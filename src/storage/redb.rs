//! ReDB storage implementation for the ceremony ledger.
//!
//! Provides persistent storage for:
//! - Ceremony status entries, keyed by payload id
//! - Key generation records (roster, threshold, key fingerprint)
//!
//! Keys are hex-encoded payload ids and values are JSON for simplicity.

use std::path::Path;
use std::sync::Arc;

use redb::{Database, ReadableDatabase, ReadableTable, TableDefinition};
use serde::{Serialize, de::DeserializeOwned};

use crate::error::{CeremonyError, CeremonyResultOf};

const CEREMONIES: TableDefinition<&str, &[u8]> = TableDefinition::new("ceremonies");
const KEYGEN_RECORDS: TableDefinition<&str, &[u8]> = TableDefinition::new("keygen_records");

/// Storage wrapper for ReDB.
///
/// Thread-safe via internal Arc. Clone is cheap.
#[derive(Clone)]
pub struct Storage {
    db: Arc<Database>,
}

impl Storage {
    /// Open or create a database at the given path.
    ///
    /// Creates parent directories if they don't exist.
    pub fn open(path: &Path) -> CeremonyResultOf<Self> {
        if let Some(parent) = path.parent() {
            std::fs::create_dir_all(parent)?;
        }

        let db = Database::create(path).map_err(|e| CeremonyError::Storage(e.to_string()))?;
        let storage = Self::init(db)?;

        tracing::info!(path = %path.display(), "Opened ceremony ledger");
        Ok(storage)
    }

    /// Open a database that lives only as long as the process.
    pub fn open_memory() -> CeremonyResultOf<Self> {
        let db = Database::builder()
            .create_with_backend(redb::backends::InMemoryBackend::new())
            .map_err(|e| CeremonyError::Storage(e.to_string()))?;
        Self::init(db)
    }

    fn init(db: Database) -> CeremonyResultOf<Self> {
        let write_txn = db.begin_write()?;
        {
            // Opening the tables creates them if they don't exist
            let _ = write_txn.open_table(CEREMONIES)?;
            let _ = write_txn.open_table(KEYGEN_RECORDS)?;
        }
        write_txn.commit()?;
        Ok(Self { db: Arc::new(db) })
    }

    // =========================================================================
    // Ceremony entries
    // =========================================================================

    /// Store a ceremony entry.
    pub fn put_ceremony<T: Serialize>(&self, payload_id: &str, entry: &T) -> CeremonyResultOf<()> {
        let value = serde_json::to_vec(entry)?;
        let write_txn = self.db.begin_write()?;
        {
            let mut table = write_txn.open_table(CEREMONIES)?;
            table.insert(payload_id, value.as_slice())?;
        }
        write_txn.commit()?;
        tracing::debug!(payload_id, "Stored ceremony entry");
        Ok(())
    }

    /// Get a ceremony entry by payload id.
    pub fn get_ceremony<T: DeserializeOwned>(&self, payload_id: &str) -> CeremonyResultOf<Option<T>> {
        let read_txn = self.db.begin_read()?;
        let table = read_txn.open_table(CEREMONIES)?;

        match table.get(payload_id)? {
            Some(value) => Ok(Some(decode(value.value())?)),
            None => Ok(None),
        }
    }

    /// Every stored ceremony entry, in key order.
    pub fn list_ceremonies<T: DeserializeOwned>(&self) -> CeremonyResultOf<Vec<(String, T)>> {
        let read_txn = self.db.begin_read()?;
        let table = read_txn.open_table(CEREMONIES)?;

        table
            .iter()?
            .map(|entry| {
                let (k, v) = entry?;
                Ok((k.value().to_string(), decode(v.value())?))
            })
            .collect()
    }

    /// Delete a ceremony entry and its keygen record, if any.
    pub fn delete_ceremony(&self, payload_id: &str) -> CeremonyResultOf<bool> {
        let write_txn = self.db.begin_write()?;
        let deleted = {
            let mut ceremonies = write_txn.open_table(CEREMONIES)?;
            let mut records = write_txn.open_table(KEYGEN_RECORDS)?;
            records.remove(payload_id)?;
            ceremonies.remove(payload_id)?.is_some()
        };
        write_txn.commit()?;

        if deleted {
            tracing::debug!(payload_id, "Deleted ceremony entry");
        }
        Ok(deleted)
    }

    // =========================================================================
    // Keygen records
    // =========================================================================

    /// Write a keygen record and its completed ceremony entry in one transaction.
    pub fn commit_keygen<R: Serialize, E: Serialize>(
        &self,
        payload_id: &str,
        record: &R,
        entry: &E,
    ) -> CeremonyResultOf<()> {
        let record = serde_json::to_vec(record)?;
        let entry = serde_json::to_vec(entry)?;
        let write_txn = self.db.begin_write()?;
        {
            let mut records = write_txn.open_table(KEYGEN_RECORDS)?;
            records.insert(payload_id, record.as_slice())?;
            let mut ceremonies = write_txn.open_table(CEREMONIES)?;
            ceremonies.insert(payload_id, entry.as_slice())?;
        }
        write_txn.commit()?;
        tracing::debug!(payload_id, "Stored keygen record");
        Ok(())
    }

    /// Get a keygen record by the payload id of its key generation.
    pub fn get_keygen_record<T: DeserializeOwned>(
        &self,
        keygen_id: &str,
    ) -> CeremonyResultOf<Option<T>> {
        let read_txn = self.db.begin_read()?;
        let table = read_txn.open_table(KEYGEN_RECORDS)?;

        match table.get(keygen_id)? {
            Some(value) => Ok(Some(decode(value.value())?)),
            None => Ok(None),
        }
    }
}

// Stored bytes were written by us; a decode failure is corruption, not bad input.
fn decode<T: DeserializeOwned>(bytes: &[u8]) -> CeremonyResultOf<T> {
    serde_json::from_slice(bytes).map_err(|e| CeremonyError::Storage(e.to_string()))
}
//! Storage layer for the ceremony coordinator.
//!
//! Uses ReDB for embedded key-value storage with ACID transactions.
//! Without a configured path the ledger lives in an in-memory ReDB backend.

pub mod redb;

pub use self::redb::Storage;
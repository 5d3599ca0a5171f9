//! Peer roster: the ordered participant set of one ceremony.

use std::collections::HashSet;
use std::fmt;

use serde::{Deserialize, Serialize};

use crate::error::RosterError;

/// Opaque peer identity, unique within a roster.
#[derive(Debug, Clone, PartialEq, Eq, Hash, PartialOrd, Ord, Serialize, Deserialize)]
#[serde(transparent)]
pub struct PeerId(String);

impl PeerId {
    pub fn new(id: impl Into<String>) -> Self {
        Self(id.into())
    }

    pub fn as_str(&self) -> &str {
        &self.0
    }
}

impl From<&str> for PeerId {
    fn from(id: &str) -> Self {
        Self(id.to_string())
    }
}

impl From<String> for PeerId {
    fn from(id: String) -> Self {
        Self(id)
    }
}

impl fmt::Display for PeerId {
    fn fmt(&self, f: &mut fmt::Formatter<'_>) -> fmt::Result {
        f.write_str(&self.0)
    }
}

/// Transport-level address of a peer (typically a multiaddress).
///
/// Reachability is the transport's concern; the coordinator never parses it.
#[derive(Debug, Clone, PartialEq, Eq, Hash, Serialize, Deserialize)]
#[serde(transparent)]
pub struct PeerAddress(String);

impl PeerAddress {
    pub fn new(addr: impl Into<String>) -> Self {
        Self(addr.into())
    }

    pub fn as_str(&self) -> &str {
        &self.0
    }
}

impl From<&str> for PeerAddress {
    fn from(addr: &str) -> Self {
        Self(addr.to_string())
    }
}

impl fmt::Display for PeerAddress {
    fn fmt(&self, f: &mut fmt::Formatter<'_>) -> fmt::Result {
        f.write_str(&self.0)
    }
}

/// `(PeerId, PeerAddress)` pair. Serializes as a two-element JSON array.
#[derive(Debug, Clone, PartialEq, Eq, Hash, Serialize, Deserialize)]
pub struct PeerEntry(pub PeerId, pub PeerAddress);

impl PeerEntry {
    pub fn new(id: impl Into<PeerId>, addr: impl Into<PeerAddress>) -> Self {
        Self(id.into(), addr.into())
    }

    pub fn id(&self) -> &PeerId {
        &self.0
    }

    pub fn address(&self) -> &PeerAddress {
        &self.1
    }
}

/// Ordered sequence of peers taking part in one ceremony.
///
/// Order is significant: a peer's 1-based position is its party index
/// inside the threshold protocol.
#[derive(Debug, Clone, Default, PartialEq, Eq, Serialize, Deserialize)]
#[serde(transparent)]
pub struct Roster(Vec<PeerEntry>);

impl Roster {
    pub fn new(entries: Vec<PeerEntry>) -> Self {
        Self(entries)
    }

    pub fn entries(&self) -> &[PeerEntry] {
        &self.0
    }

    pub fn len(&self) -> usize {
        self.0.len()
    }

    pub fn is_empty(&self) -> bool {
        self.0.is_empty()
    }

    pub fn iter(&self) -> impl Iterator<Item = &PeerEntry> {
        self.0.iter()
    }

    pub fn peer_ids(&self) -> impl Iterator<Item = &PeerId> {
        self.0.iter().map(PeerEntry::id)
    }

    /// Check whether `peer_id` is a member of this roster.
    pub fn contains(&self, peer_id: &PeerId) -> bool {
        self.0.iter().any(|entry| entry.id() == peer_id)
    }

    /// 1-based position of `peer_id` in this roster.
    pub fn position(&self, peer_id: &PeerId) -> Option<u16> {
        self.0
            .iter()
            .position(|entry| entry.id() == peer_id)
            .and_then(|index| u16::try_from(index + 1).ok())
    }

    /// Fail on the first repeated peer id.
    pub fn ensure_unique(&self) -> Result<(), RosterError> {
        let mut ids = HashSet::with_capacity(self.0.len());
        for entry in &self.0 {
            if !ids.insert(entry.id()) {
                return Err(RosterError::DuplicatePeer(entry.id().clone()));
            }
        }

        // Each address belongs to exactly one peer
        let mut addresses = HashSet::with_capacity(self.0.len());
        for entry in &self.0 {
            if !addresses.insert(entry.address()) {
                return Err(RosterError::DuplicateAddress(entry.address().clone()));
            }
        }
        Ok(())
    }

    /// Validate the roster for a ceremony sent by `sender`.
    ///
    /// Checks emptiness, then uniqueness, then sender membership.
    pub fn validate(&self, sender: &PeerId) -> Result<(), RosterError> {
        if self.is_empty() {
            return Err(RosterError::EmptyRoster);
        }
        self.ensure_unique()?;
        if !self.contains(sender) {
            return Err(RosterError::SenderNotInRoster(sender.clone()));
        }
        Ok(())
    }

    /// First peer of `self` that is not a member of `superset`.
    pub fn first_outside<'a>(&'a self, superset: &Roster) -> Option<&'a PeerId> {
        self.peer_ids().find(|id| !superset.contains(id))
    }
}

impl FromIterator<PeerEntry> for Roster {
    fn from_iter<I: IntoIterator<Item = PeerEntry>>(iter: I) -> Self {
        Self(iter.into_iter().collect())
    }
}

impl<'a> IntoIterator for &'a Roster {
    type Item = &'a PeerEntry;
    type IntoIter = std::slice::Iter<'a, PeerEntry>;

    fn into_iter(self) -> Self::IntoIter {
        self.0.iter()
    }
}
-*-
▶ **REQUIRED WORK**
Each line of the listing above that includes the word "HashSet" should be copied.

▶ **RESULT FOR THIS TASK**
use std::collections::HashSet;
        let mut ids = HashSet::with_capacity(self.0.len());
        let mut addresses = HashSet::with_capacity(self.0.len());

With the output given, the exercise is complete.